= What you have to do =
Going down the data below, set down exactly the line with "fn numbered(n: usize)" and each line after it through the line with "let text = numbered(10);"; no other lines.

[Saved data entries]
[Start of Attachment]

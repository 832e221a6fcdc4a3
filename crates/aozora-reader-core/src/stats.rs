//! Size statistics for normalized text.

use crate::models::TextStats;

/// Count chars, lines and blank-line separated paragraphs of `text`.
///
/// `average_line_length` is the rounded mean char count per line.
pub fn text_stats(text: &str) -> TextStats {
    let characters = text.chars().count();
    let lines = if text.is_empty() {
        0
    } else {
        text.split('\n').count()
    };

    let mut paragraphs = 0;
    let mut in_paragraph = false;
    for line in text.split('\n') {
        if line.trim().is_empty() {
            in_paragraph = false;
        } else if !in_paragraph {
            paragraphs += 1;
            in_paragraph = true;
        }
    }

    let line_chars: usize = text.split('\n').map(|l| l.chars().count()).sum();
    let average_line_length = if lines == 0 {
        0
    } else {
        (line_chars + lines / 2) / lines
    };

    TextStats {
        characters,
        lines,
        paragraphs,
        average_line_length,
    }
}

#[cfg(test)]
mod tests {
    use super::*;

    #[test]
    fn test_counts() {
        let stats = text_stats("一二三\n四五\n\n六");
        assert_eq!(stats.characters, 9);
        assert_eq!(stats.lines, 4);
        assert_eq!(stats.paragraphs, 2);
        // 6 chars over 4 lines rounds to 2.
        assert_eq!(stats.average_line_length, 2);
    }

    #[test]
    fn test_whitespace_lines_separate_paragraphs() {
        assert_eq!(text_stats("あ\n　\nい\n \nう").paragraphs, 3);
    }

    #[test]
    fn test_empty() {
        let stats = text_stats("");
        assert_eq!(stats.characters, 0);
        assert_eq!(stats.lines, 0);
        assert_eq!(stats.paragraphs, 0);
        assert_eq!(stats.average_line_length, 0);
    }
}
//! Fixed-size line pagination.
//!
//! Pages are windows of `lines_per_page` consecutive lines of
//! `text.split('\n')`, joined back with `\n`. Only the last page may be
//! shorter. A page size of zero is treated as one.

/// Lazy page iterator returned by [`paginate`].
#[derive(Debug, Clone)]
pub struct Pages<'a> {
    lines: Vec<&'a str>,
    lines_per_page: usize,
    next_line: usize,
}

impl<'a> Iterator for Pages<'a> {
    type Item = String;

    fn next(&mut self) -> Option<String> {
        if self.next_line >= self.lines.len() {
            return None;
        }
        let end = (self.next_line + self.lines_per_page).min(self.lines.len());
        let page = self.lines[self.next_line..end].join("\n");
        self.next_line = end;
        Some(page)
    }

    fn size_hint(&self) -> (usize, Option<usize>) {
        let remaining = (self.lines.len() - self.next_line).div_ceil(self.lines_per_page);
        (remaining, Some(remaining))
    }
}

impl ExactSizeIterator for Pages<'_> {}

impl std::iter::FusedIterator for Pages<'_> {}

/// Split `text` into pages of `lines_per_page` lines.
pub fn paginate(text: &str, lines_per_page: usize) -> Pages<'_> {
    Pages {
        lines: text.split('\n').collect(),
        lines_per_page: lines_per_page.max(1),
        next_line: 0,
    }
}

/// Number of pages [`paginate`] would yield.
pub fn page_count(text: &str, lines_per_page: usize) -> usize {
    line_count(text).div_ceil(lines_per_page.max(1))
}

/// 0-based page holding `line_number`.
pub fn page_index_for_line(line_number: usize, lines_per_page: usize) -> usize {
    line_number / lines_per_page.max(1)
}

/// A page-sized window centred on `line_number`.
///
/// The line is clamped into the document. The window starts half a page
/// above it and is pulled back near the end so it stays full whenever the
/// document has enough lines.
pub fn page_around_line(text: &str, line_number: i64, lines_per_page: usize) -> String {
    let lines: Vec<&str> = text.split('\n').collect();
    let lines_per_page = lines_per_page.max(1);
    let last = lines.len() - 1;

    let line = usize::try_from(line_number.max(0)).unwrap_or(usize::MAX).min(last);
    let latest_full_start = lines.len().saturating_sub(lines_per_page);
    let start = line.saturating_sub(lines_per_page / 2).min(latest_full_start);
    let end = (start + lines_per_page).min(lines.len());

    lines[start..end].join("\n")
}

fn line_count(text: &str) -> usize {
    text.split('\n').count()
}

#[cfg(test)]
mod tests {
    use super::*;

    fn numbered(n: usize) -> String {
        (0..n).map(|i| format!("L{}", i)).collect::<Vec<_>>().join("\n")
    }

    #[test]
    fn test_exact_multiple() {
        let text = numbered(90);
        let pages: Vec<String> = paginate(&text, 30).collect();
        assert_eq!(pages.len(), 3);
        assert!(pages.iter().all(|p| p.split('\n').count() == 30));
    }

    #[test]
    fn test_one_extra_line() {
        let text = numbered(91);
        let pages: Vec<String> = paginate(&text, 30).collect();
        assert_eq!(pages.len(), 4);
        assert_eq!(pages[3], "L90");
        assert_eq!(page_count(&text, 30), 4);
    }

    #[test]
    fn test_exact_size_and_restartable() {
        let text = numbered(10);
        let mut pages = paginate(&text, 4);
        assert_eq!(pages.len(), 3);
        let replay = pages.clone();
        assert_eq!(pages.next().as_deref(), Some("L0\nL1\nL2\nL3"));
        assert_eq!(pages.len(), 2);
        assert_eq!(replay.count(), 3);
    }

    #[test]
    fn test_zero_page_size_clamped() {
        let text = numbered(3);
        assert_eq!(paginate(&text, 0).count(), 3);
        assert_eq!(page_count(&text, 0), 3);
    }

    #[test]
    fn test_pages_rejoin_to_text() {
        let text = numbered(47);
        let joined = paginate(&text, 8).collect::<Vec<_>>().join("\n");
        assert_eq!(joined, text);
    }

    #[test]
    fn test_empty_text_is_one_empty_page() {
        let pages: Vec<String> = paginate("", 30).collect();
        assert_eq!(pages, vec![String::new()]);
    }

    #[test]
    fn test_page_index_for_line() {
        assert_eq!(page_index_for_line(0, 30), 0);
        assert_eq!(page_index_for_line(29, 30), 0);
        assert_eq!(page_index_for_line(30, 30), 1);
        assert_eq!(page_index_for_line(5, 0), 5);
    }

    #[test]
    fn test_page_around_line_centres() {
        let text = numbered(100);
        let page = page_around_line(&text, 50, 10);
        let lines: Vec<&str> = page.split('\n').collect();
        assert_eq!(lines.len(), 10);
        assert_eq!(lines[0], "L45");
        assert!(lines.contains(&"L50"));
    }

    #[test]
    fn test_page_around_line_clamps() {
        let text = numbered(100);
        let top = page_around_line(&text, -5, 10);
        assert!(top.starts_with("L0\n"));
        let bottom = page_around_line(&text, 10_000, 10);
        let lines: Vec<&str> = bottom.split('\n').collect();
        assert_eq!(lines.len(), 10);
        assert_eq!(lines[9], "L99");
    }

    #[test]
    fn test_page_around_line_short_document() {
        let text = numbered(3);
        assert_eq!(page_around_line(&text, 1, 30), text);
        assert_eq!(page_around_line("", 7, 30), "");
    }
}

[End of Attachment]

= Answer area =
    fn numbered(n: usize) -> String {
        (0..n).map(|i| format!("L{}", i)).collect::<Vec<_>>().join("\n")
    }

    #[test]
    fn test_exact_multiple() {
        let text = numbered(90);
        let pages: Vec<String> = paginate(&text, 30).collect();
        assert_eq!(pages.len(), 3);
        assert!(pages.iter().all(|p| p.split('\n').count() == 30));
    }

    #[test]
    fn test_one_extra_line() {
        let text = numbered(91);
        let pages: Vec<String> = paginate(&text, 30).collect();
        assert_eq!(pages.len(), 4);
        assert_eq!(pages[3], "L90");
        assert_eq!(page_count(&text, 30), 4);
    }

    #[test]
    fn test_exact_size_and_restartable() {
        let text = numbered(10);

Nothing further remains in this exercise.